What this task involves:
Every single record needs to be restated word for word.

[Stored data]
#####
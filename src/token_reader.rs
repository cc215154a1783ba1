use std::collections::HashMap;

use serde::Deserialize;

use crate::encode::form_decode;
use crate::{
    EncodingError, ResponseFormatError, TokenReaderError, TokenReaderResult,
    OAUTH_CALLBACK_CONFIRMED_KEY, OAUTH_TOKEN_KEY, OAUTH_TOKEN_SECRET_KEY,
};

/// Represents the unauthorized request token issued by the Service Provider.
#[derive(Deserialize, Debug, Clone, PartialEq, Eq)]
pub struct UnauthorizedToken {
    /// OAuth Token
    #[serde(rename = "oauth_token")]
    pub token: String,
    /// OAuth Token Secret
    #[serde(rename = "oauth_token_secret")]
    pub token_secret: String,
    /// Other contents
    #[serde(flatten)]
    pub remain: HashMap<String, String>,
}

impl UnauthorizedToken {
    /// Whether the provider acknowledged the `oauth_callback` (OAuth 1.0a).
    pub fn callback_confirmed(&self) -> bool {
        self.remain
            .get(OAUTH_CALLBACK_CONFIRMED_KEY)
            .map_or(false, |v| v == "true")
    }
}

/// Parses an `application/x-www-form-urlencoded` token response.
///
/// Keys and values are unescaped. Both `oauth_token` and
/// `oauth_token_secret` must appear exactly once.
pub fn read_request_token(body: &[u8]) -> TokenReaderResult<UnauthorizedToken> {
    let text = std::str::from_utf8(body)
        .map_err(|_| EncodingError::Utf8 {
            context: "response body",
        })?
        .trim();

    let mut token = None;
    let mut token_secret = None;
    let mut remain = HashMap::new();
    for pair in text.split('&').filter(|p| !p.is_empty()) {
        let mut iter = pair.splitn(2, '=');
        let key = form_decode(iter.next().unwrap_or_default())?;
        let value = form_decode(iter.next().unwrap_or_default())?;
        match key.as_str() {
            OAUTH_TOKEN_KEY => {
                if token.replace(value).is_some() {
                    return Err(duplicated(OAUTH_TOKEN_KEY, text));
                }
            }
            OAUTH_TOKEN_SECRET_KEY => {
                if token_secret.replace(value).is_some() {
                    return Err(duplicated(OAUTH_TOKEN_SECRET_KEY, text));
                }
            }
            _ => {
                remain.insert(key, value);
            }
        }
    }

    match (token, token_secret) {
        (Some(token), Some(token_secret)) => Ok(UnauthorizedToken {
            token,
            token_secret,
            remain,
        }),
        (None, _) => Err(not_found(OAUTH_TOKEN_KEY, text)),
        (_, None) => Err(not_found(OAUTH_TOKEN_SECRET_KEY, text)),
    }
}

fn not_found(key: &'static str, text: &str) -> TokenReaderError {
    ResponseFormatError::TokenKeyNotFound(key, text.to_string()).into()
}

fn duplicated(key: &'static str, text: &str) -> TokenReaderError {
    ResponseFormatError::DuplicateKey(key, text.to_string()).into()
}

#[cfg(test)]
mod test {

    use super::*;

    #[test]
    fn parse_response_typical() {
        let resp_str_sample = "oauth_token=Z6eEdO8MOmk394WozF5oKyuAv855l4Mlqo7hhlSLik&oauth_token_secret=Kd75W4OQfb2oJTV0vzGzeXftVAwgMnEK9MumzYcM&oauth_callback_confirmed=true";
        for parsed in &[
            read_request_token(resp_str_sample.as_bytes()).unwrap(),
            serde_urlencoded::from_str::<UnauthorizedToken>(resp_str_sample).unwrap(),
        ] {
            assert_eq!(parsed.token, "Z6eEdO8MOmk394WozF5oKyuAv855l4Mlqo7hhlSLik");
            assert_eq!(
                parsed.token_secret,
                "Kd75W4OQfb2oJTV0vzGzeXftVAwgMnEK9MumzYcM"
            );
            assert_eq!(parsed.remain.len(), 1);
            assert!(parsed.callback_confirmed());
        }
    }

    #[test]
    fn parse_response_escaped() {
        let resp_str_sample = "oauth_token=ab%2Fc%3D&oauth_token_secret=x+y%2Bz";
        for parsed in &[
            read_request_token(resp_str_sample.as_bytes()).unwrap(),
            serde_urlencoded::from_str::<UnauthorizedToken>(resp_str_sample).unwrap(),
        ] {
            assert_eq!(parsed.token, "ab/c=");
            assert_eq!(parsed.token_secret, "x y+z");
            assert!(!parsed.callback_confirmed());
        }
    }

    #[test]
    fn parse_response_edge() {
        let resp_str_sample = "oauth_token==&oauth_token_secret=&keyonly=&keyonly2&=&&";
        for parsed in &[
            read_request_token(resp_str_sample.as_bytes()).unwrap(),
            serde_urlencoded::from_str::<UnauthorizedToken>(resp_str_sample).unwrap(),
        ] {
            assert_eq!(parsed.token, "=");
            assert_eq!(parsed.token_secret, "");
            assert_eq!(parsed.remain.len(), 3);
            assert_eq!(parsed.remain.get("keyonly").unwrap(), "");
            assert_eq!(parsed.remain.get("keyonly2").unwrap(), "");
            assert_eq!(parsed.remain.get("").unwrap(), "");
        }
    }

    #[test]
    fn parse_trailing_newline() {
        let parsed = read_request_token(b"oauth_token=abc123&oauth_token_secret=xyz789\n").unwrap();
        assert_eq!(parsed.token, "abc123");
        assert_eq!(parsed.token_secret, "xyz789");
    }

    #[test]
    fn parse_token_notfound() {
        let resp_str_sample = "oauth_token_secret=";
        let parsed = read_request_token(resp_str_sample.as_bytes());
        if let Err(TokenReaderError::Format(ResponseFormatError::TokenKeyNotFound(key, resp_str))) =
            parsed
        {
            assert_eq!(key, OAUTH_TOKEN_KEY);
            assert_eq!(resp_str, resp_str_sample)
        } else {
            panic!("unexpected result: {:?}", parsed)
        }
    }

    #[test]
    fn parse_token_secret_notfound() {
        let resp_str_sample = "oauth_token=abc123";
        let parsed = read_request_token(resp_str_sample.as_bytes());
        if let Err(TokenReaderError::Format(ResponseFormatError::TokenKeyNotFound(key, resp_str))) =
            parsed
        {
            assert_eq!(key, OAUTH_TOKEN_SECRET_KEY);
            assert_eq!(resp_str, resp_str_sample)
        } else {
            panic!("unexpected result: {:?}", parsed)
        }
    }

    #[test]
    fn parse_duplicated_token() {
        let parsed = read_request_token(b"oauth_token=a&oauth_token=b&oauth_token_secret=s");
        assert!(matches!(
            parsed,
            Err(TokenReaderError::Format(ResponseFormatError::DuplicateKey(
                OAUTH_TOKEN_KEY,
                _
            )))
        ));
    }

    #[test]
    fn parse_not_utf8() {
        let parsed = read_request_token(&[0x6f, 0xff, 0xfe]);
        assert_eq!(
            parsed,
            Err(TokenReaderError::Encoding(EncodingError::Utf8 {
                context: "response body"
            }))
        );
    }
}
#####
Finished task:
filename src/token_reader.rs
repository cc215154a1783ba1
use std::collections::HashMap;

use serde::Deserialize;

use crate::encode::form_decode;
use crate::{
    EncodingError, ResponseFormatError, TokenReaderError, TokenReaderResult,
    OAUTH_CALLBACK_CONFIRMED_KEY, OAUTH_TOKEN_KEY, OAUTH_TOKEN_SECRET_KEY,
};

/// Represents the unauthorized request token issued by the Service Provider.
#[derive(Deserialize, Debug, Clone, PartialEq, Eq)]
pub struct UnauthorizedToken {
    /// OAuth Token
    #[serde(rename = "oauth_token")]
    pub token: String,
    /// OAuth Token Secret
    #[serde(rename = "oauth_token_secret")]
    pub token_secret: String,
    /// Other contents
    #[serde(flatten)]
    pub remain: HashMap<String, String>,
}

impl UnauthorizedToken {
    /// Whether the provider acknowledged the `oauth_callback` (OAuth 1.0a).
    pub fn callback_confirmed(&self) -> bool {
        self.remain
            .get(OAUTH_CALLBACK_CONFIRMED_KEY)
            .map_or(false, |v| v == "true")
    }
}

/// Parses an `application/x-www-form-urlencoded` token response.
///
/// Keys and values are unescaped. Both `oauth_token` and
/// `oauth_token_secret` must appear exactly once.
pub fn read_request_token(body: &[u8]) -> TokenReaderResult<UnauthorizedToken> {
    let text = std::str::from_utf8(body)
        .map_err(|_| EncodingError::Utf8 {
            context: "response body",
        })?
        .trim();

    let mut token = None;
    let mut token_secret = None;
    let mut remain = HashMap::new();
    for pair in text.split('&').filter(|p| !p.is_empty()) {
        let mut iter = pair.splitn(2, '=');
        let key = form_decode(iter.next().unwrap_or_default())?;
        let value = form_decode(iter.next().unwrap_or_default())?;
        match key.as_str() {
            OAUTH_TOKEN_KEY => {
                if token.replace(value).is_some() {
                    return Err(duplicated(OAUTH_TOKEN_KEY, text));
                }
            }
            OAUTH_TOKEN_SECRET_KEY => {
                if token_secret.replace(value).is_some() {
                    return Err(duplicated(OAUTH_TOKEN_SECRET_KEY, text));
                }
            }
            _ => {
                remain.insert(key, value);
            }
        }
    }

    match (token, token_secret) {
        (Some(token), Some(token_secret)) => Ok(UnauthorizedToken {
            token,
            token_secret,
            remain,
        }),
        (None, _) => Err(not_found(OAUTH_TOKEN_KEY, text)),
        (_, None) => Err(not_found(OAUTH_TOKEN_SECRET_KEY, text)),
    }
}

fn not_found(key: &'static str, text: &str) -> TokenReaderError {
    ResponseFormatError::TokenKeyNotFound(key, text.to_string()).into()
}

fn duplicated(key: &'static str, text: &str) -> TokenReaderError {
    ResponseFormatError::DuplicateKey(key, text.to_string()).into()
}

#[cfg(test)]
mod test {

    use super::*;

    #[test]
    fn parse_response_typical() {
        let resp_str_sample = "oauth_token=Z6eEdO8MOmk394WozF5oKyuAv855l4Mlqo7hhlSLik&oauth_token_secret=Kd75W4OQfb2oJTV0vzGzeXftVAwgMnEK9MumzYcM&oauth_callback_confirmed=true";
        for parsed in &[
            read_request_token(resp_str_sample.as_bytes()).unwrap(),
            serde_urlencoded::from_str::<UnauthorizedToken>(resp_str_sample).unwrap(),
        ] {
            assert_eq!(parsed.token, "Z6eEdO8MOmk394WozF5oKyuAv855l4Mlqo7hhlSLik");
            assert_eq!(
                parsed.token_secret,
                "Kd75W4OQfb2oJTV0vzGzeXftVAwgMnEK9MumzYcM"
            );
            assert_eq!(parsed.remain.len(), 1);
            assert!(parsed.callback_confirmed());
        }
    }

    #[test]
    fn parse_response_escaped() {
        let resp_str_sample = "oauth_token=ab%2Fc%3D&oauth_token_secret=x+y%2Bz";
        for parsed in &[
            read_request_token(resp_str_sample.as_bytes()).unwrap(),
            serde_urlencoded::from_str::<UnauthorizedToken>(resp_str_sample).unwrap(),
        ] {
            assert_eq!(parsed.token, "ab/c=");
            assert_eq!(parsed.token_secret, "x y+z");
            assert!(!parsed.callback_confirmed());
        }
    }

    #[test]
    fn parse_response_edge() {
        let resp_str_sample = "oauth_token==&oauth_token_secret=&keyonly=&keyonly2&=&&";
        for parsed in &[
            read_request_token(resp_str_sample.as_bytes()).unwrap(),
            serde_urlencoded::from_str::<UnauthorizedToken>(resp_str_sample).unwrap(),
        ] {
            assert_eq!(parsed.token, "=");
            assert_eq!(parsed.token_secret, "");
            assert_eq!(parsed.remain.len(), 3);
            assert_eq!(parsed.remain.get("keyonly").unwrap(), "");
            assert_eq!(parsed.remain.get("keyonly2").unwrap(), "");
            assert_eq!(parsed.remain.get("").unwrap(), "");
        }
    }

    #[test]
    fn parse_trailing_newline() {
        let parsed = read_request_token(b"oauth_token=abc123&oauth_token_secret=xyz789\n").unwrap();
        assert_eq!(parsed.token, "abc123");
        assert_eq!(parsed.token_secret, "xyz789");
    }

    #[test]
    fn parse_token_notfound() {
        let resp_str_sample = "oauth_token_secret=";
        let parsed = read_request_token(resp_str_sample.as_bytes());
        if let Err(TokenReaderError::Format(ResponseFormatError::TokenKeyNotFound(key, resp_str))) =
            parsed
        {
            assert_eq!(key, OAUTH_TOKEN_KEY);
            assert_eq!(resp_str, resp_str_sample)
        } else {
            panic!("unexpected result: {:?}", parsed)
        }
    }

    #[test]
    fn parse_token_secret_notfound() {
        let resp_str_sample = "oauth_token=abc123";
        let parsed = read_request_token(resp_str_sample.as_bytes());
        if let Err(TokenReaderError::Format(ResponseFormatError::TokenKeyNotFound(key, resp_str))) =
            parsed
        {
            assert_eq!(key, OAUTH_TOKEN_SECRET_KEY);
            assert_eq!(resp_str, resp_str_sample)
        } else {
            panic!("unexpected result: {:?}", parsed)
        }
    }

    #[test]
    fn parse_duplicated_token() {
        let parsed = read_request_token(b"oauth_token=a&oauth_token=b&oauth_token_secret=s");
        assert!(matches!(
            parsed,
            Err(TokenReaderError::Format(ResponseFormatError::DuplicateKey(
                OAUTH_TOKEN_KEY,
                _
            )))
        ));
    }

    #[test]
    fn parse_not_utf8() {
        let parsed = read_request_token(&[0x6f, 0xff, 0xfe]);
        assert_eq!(
            parsed,
            Err(TokenReaderError::Encoding(EncodingError::Utf8 {
                context: "response body"
            }))
        );
    }
}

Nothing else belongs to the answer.